The president of my company called me into his office concerning my soon to expire visa, a meeting where I broke down in tears when having to relate the news of my non-pending nuptials. They couldn’t extend my visa. “You’ve only been working six months,” he said with such kindness that made my soul distort with humilation at having asked. ”This is the problem with love, huh?” I cried even harder.

I was going to lose my job and if I let the visa lapse then I could be deported, meaning I would not be able to enter the country again for ten years. I saw proposals waiting around every corner—every dinner out, every park bench, every moonlight walk—but it never happened. Instead, we planned an impromptu trip to an island off the coast of Naples for a long weekend, so I could come back into the country with a three-month tourist visa. Working on that visa would still be grounds for deportation, and I had not quit my job.

The trip to Ischia was as dark as the Positano trip was bright. Winter in a seaside town, the ultimate reflection of our relationship. I remember sitting at a café overlooking the Mediterranean and listening to him tell me why he couldn’t marry me. I’m not sure what it was he said exactly because, in my usual way, all I heard was the rumbling of gray clouds over our otherwise perfect love.
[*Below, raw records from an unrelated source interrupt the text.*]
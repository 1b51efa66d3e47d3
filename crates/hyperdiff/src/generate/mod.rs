//! SQL generation.
//!
//! TimescaleDB configures most features through function calls rather than
//! declarative DDL, so one operation can expand into several statements.
//! Generators return them in execution order; the caller decides how they are
//! batched and wrapped in transactions.

mod continuous_aggregate;
mod hypertable;
mod refresh_policy;
mod reorder_policy;

pub use continuous_aggregate::{
    alter_continuous_aggregate, create_continuous_aggregate, drop_continuous_aggregate,
};
pub use hypertable::{alter_hypertable, create_hypertable};
pub use refresh_policy::{add_refresh_policy, remove_refresh_policy};
pub use reorder_policy::{add_reorder_policy, alter_reorder_policy, drop_reorder_policy};

use crate::Result;
use crate::defaults::FeatureDefaults;
use crate::operation::{
    ContinuousAggregateOperation, FeatureOperation, HypertableOperation, RefreshPolicyOperation,
    ReorderPolicyOperation,
};
use hyperdiff_sql::QuoteMode;

/// Knobs shared by every generator.
#[derive(Debug, Clone, Default)]
pub struct GenerateOptions {
    pub quote: QuoteMode,
    pub defaults: FeatureDefaults,
}

impl GenerateOptions {
    pub fn new(quote: QuoteMode) -> Self {
        Self {
            quote,
            defaults: FeatureDefaults::default(),
        }
    }

    pub fn with_defaults(mut self, defaults: FeatureDefaults) -> Self {
        self.defaults = defaults;
        self
    }
}

/// Generate the statements for one operation.
pub fn generate(op: &FeatureOperation, opts: &GenerateOptions) -> Result<Vec<String>> {
    let statements = match op {
        FeatureOperation::Hypertable(HypertableOperation::Create(h)) => create_hypertable(h, opts),
        FeatureOperation::Hypertable(HypertableOperation::Alter(a)) => alter_hypertable(a, opts),
        FeatureOperation::ReorderPolicy(ReorderPolicyOperation::Add(p)) => {
            add_reorder_policy(p, opts)
        }
        FeatureOperation::ReorderPolicy(ReorderPolicyOperation::Alter(a)) => {
            alter_reorder_policy(a, opts)
        }
        FeatureOperation::ReorderPolicy(ReorderPolicyOperation::Drop { table_name, schema }) => {
            drop_reorder_policy(table_name, schema, opts)
        }
        FeatureOperation::ContinuousAggregate(ContinuousAggregateOperation::Create(v)) => {
            create_continuous_aggregate(v, opts)?
        }
        FeatureOperation::ContinuousAggregate(ContinuousAggregateOperation::Alter(a)) => {
            alter_continuous_aggregate(a, opts)
        }
        FeatureOperation::ContinuousAggregate(ContinuousAggregateOperation::Drop {
            view_name,
            schema,
        }) => drop_continuous_aggregate(view_name, schema, opts),
        FeatureOperation::RefreshPolicy(RefreshPolicyOperation::Add(p)) => {
            add_refresh_policy(p, opts)
        }
        FeatureOperation::RefreshPolicy(RefreshPolicyOperation::Remove {
            view_name,
            schema,
            if_exists,
        }) => remove_refresh_policy(view_name, schema, *if_exists, opts),
    };
    Ok(statements)
}

const EDITION_WARNING: &str = "Skipping TimescaleDB community edition features (compression, chunk skipping): not available on the Apache edition";

/// Wrap statements so they only run on the community (`timescale`) license.
///
/// On any other license the block raises a warning and does nothing.
/// Wrapped statements run inside PL/pgSQL and must use `PERFORM`, not `SELECT`.
pub(crate) fn community_edition_guard(statements: &[String]) -> String {
    let mut sql = String::from(
        "DO $$\nBEGIN\n    IF current_setting('timescaledb.license', true) = 'timescale' THEN\n",
    );
    for statement in statements {
        sql.push_str("        ");
        sql.push_str(statement);
        sql.push('\n');
    }
    sql.push_str("    ELSE\n        RAISE WARNING '");
    sql.push_str(EDITION_WARNING);
    sql.push_str("';\n    END IF;\nEND $$;");
    sql
}

#[cfg(test)]
mod tests {
    use super::*;

    #[test]
    fn test_community_edition_guard() {
        let sql = community_edition_guard(&[
            "ALTER TABLE \"public\".\"Metrics\" SET (timescaledb.compress = true);".to_string(),
        ]);
        insta::assert_snapshot!(sql, @r#"
        DO $$
        BEGIN
            IF current_setting('timescaledb.license', true) = 'timescale' THEN
                ALTER TABLE "public"."Metrics" SET (timescaledb.compress = true);
            ELSE
                RAISE WARNING 'Skipping TimescaleDB community edition features (compression, chunk skipping): not available on the Apache edition';
            END IF;
        END $$;
        "#);
    }
}
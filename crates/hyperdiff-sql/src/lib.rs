//! Identifier and literal formatting for TimescaleDB migration statements.
//!
//! Every statement generated by `hyperdiff` goes through these helpers, so
//! quoting rules live in exactly one place. Two output contexts exist:
//!
//! - [`QuoteMode::Execute`]: the statement is sent to the database as-is.
//! - [`QuoteMode::Embedded`]: the statement is pasted into a generated
//!   source-code string literal whose delimiter is the double quote, so every
//!   `"` in the output is doubled.

mod interval;
pub use interval::*;

/// Selects how double quotes are written in generated statements.
#[derive(Debug, Clone, Copy, PartialEq, Eq, Default)]
pub enum QuoteMode {
    /// Plain SQL, ready to execute.
    #[default]
    Execute,
    /// SQL that will be embedded in a double-quote-delimited string literal.
    Embedded,
}

impl QuoteMode {
    /// The character sequence standing for one `"` in this mode.
    pub fn quote(self) -> &'static str {
        match self {
            QuoteMode::Execute => "\"",
            QuoteMode::Embedded => "\"\"",
        }
    }

    /// Rewrite already-rendered SQL for this mode.
    pub fn apply(self, sql: &str) -> String {
        match self {
            QuoteMode::Execute => sql.to_string(),
            QuoteMode::Embedded => sql.replace('"', "\"\""),
        }
    }
}

/// A PostgreSQL string literal wrapper.
///
/// Display writes the value escaped and quoted with single quotes.
///
/// # Example
/// ```
/// use hyperdiff_sql::Lit;
/// assert_eq!(format!("{}", Lit("foo")), "'foo'");
/// assert_eq!(format!("{}", Lit("it's")), "'it''s'");
/// ```
pub struct Lit<T: AsRef<str>>(pub T);

impl<T: AsRef<str>> std::fmt::Display for Lit<T> {
    fn fmt(&self, f: &mut std::fmt::Formatter<'_>) -> std::fmt::Result {
        write!(f, "'")?;
        for c in self.0.as_ref().chars() {
            if c == '\'' {
                write!(f, "''")?;
            } else {
                write!(f, "{}", c)?;
            }
        }
        write!(f, "'")
    }
}

/// A PostgreSQL identifier wrapper.
///
/// Display writes the value escaped and quoted with double quotes.
///
/// # Example
/// ```
/// use hyperdiff_sql::Ident;
/// assert_eq!(format!("{}", Ident("Metrics")), "\"Metrics\"");
/// assert_eq!(format!("{}", Ident("bla\"h")), "\"bla\"\"h\"");
/// ```
pub struct Ident<T: AsRef<str>>(pub T);

impl<T: AsRef<str>> std::fmt::Display for Ident<T> {
    fn fmt(&self, f: &mut std::fmt::Formatter<'_>) -> std::fmt::Result {
        write!(f, "\"")?;
        for c in self.0.as_ref().chars() {
            if c == '"' {
                write!(f, "\"\"")?;
            } else {
                write!(f, "{}", c)?;
            }
        }
        write!(f, "\"")
    }
}

/// Quote a single identifier.
///
/// Always quotes, so mixed-case names like `Metrics` keep their case.
pub fn quote_ident(name: &str, mode: QuoteMode) -> String {
    mode.apply(&format!("{}", Ident(name)))
}

/// Schema-qualified identifier: `"schema"."name"`.
///
/// ```
/// use hyperdiff_sql::{QuoteMode, qualified_ident};
/// assert_eq!(qualified_ident("Metrics", "public", QuoteMode::Execute), "\"public\".\"Metrics\"");
/// assert_eq!(qualified_ident("Metrics", "public", QuoteMode::Embedded), "\"\"public\"\".\"\"Metrics\"\"");
/// ```
pub fn qualified_ident(name: &str, schema: &str, mode: QuoteMode) -> String {
    mode.apply(&format!("{}.{}", Ident(schema), Ident(name)))
}

/// A `regclass`-style literal reference: `'schema."name"'`.
///
/// The schema is only quoted when Postgres would otherwise fold or reject it.
///
/// ```
/// use hyperdiff_sql::{QuoteMode, regclass};
/// assert_eq!(regclass("Metrics", "public", QuoteMode::Execute), "'public.\"Metrics\"'");
/// assert_eq!(regclass("Metrics", "Tenant", QuoteMode::Execute), "'\"Tenant\".\"Metrics\"'");
/// ```
pub fn regclass(name: &str, schema: &str, mode: QuoteMode) -> String {
    let schema = if needs_quoting(schema) {
        format!("{}", Ident(schema))
    } else {
        schema.to_string()
    };
    mode.apply(&format!("{}", Lit(format!("{}.{}", schema, Ident(name)))))
}

/// Whether an identifier must be double-quoted to survive case folding.
pub fn needs_quoting(name: &str) -> bool {
    let mut chars = name.chars();
    match chars.next() {
        None => true,
        Some(first) if !(first.is_ascii_lowercase() || first == '_') => true,
        Some(_) => !chars.all(|c| c.is_ascii_lowercase() || c.is_ascii_digit() || c == '_'),
    }
}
The next few weeks were torture. I continued to work for my company. I continued to wait for him to get on the white horse and pull out that “I love you” visa. Every knock on the door almost drove me into cardiac arrest. I stopped opening my mail. I shut down until a month later when everything came storming out late one night in our kitchen.
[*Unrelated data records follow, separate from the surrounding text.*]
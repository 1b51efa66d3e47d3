use super::index_by;
use crate::model::{HypertableDescriptor, same_column_set};
use crate::operation::{AlterHypertable, Delta, HypertableOperation};

/// Diff hypertables, matched by table name.
///
/// An alter is emitted when the chunk interval, the effective compression
/// setting or the set of chunk-skipping columns changes. Dimensions travel
/// with the alter but do not trigger one by themselves.
///
/// A hypertable that disappears produces nothing: it goes away with its
/// table, which the host pipeline drops.
pub fn diff_hypertables(
    source: &[HypertableDescriptor],
    target: &[HypertableDescriptor],
) -> Vec<HypertableOperation> {
    let current = index_by(source, |h| h.table_name.as_str());
    let mut ops = Vec::new();

    for desired in target {
        match current.get(desired.table_name.as_str()) {
            None => ops.push(HypertableOperation::Create(desired.clone())),
            Some(existing) => {
                if needs_alter(existing, desired) {
                    ops.push(HypertableOperation::Alter(AlterHypertable {
                        table_name: desired.table_name.clone(),
                        schema: desired.schema.clone(),
                        chunk_time_interval: Delta::new(
                            existing.chunk_time_interval.clone(),
                            desired.chunk_time_interval.clone(),
                        ),
                        enable_compression: Delta::new(
                            existing.enable_compression,
                            desired.enable_compression,
                        ),
                        chunk_skip_columns: Delta::new(
                            existing.chunk_skip_columns.clone(),
                            desired.chunk_skip_columns.clone(),
                        ),
                        additional_dimensions: Delta::new(
                            existing.additional_dimensions.clone(),
                            desired.additional_dimensions.clone(),
                        ),
                    }));
                }
            }
        }
    }

    tracing::debug!(operations = ops.len(), "diffed hypertables");
    ops
}

fn needs_alter(existing: &HypertableDescriptor, desired: &HypertableDescriptor) -> bool {
    existing.chunk_time_interval != desired.chunk_time_interval
        || existing.effective_compression() != desired.effective_compression()
        || !same_column_set(
            existing.chunk_skip_columns.as_deref(),
            desired.chunk_skip_columns.as_deref(),
        )
}
#![allow(dead_code)]

use hyperdiff::{SchemaSnapshot, SnapshotObject, keys};

/// Route `tracing` output through the test harness; `RUST_LOG=hyperdiff=debug` to see it.
pub fn init_tracing() {
    let _ = tracing_subscriber::fmt()
        .with_test_writer()
        .with_env_filter(tracing_subscriber::EnvFilter::from_default_env())
        .try_init();
}

pub fn metrics_table() -> SnapshotObject {
    SnapshotObject::table("Metrics")
        .with(keys::IS_HYPERTABLE, true)
        .with(keys::TIME_COLUMN, "Timestamp")
        .with(keys::CHUNK_TIME_INTERVAL, "1 day")
}

pub fn hourly_view() -> SnapshotObject {
    SnapshotObject::view("hourly_metrics")
        .with(keys::CONTINUOUS_AGGREGATE, true)
        .with(keys::PARENT, "Metrics")
        .with(keys::TIME_BUCKET_WIDTH, "1 hour")
        .with(keys::TIME_BUCKET_SOURCE_COLUMN, "Timestamp")
}

pub fn snapshot(objects: impl IntoIterator<Item = SnapshotObject>) -> SchemaSnapshot {
    SchemaSnapshot::new(objects.into_iter().collect())
}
“What is it that you want?” he asked. “Just say what you want.”

“I want to get married. I want you to love me. I want you to say that you’ll marry me and make all of the bad stuff go away.” The tap dripped incessantly. I sat on the counter while he leaned against the wall.

“I do love you. I do want to marry you,” he said, “I just don’t want your visa to be the thing pushing us into it.” Outside someone shut a car door and began to jingle their keys.

“You want to marry me?” I asked. He threw his hands in the air as if it were obvious. Had he being saying this all along?

“Yes!” he shouted. I shifted on the countertop. He placed his hands on either sides of my knees, looking up at me with those big beautiful green eyes, that wonderfully soft English accent. “Of course I love you and want to marry you.” Then why hadn’t he proposed? I still don’t fully understand, but I do know that my husband resists anything that is dictated by ”The Man” and it seems that he was not going to let “The Man” dictate when he proposed and when he didn’t. Sigh.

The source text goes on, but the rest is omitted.